▸ TASK INSTRUCTIONS:
Copy out each line of the entries where the word "ShimResponse" is present.

(SOURCE DATA Opens)

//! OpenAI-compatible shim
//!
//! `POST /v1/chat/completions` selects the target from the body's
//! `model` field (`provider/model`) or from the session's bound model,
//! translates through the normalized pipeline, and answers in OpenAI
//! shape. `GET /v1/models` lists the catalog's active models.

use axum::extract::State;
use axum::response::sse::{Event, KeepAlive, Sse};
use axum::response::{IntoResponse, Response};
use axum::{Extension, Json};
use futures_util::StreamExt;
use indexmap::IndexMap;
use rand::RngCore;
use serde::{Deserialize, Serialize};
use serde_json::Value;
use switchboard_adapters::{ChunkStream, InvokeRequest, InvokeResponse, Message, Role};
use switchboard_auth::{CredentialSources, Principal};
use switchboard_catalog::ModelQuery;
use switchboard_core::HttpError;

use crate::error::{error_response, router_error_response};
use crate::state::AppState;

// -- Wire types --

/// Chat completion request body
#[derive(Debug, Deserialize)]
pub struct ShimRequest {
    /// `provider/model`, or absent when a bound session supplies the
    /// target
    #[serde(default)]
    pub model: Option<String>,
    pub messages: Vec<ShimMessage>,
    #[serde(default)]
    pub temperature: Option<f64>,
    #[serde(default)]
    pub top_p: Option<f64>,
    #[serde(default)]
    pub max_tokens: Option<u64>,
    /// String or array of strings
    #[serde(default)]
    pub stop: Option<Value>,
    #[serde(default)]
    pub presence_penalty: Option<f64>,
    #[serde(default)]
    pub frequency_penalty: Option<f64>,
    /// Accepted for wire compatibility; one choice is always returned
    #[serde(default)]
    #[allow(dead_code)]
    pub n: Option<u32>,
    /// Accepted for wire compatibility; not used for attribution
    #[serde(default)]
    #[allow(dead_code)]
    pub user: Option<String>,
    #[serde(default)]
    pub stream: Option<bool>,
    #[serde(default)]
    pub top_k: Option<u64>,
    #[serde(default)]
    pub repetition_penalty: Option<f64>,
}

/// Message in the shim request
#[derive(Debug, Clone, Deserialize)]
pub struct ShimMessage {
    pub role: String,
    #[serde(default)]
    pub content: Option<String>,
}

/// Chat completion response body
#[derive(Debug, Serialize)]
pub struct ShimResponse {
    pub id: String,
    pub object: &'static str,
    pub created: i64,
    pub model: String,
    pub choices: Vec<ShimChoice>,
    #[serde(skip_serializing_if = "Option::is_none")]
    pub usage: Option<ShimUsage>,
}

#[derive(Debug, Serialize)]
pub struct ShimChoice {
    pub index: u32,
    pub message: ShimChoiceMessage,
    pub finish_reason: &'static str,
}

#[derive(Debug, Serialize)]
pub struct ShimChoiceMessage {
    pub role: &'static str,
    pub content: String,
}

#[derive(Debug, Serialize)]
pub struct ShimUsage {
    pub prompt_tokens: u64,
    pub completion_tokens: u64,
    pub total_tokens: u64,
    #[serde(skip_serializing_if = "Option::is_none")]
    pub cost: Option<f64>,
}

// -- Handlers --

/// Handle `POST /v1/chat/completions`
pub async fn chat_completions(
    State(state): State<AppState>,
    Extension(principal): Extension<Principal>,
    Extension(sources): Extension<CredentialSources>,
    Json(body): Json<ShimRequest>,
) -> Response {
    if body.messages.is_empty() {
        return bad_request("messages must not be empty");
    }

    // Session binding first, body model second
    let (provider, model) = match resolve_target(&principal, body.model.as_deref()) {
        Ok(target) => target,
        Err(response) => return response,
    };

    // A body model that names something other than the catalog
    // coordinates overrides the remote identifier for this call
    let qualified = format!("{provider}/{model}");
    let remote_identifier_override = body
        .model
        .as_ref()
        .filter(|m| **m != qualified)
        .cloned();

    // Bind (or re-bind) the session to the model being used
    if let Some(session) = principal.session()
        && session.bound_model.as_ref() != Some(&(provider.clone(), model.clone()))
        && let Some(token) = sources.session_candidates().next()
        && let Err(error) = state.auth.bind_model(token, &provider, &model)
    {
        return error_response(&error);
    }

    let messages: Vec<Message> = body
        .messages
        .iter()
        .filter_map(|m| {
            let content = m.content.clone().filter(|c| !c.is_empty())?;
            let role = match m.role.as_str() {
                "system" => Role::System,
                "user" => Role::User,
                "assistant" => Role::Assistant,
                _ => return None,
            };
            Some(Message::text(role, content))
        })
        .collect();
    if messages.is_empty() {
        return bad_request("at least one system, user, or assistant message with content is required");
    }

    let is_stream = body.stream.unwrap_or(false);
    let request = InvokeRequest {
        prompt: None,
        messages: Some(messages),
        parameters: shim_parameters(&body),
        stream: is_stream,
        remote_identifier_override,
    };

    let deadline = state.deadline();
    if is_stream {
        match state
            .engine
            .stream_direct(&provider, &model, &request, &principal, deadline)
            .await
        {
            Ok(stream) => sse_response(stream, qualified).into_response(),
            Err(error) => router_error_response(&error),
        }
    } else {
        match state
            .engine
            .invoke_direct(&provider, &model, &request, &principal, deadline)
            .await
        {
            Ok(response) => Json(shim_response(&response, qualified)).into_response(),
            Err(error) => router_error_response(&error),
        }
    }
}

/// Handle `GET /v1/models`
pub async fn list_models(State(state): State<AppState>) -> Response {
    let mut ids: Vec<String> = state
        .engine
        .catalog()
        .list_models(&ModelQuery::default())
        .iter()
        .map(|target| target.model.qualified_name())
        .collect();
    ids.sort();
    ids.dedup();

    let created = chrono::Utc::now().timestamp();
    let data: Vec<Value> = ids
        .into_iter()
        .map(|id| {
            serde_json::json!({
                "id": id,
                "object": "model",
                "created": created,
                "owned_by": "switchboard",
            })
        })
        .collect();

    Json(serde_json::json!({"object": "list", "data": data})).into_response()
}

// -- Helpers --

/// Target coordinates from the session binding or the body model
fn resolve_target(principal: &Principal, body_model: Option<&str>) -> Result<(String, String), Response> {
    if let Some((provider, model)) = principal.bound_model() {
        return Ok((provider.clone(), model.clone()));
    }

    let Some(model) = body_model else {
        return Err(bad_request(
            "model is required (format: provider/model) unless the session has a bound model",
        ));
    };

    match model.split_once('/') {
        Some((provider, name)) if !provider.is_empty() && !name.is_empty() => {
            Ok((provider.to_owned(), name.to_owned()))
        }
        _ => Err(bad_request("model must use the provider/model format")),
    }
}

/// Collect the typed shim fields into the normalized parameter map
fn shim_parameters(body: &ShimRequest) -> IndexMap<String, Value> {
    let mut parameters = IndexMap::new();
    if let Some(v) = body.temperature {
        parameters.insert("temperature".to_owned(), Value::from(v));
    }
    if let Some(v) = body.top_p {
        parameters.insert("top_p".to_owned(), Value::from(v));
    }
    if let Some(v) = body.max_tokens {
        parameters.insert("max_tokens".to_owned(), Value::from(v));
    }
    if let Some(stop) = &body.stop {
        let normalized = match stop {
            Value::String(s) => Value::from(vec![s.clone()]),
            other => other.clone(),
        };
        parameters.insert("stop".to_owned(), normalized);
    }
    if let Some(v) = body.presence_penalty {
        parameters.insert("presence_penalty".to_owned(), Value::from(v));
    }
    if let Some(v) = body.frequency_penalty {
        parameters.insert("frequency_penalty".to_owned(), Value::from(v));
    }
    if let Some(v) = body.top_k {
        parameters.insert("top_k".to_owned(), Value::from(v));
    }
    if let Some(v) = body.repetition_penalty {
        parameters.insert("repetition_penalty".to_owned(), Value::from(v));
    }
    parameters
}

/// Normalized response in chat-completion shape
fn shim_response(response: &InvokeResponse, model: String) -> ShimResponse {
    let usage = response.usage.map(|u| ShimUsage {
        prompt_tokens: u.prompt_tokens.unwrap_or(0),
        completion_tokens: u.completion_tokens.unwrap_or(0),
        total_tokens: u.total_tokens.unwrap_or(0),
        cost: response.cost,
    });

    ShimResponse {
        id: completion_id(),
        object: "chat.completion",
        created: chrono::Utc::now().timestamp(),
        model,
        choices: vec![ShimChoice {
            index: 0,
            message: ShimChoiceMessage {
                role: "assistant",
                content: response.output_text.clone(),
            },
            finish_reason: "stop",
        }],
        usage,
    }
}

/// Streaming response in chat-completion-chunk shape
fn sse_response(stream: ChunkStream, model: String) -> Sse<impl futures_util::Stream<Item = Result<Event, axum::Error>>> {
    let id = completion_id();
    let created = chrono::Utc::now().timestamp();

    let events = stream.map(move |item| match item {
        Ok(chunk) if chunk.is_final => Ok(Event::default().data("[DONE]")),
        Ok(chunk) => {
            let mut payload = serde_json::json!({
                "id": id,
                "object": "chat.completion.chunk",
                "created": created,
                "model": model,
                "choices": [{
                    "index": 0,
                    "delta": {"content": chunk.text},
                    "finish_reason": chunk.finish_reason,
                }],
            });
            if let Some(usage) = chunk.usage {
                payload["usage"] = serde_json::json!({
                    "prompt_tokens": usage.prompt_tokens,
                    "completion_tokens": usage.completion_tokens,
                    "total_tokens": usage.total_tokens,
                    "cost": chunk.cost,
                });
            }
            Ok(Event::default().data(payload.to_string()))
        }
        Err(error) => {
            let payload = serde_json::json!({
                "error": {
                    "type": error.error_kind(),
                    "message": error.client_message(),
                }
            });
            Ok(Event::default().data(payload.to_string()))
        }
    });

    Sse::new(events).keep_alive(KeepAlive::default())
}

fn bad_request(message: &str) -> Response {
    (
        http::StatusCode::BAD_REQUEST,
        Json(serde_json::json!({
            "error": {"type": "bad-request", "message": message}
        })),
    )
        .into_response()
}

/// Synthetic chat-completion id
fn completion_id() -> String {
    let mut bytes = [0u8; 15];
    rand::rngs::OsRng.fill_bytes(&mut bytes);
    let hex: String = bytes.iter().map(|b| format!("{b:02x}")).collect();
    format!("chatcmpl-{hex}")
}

(SOURCE DATA Closes)

▸ REPLY:
pub struct ShimResponse {
fn shim_response(response: &InvokeResponse, model: String) -> ShimResponse {
    ShimResponse {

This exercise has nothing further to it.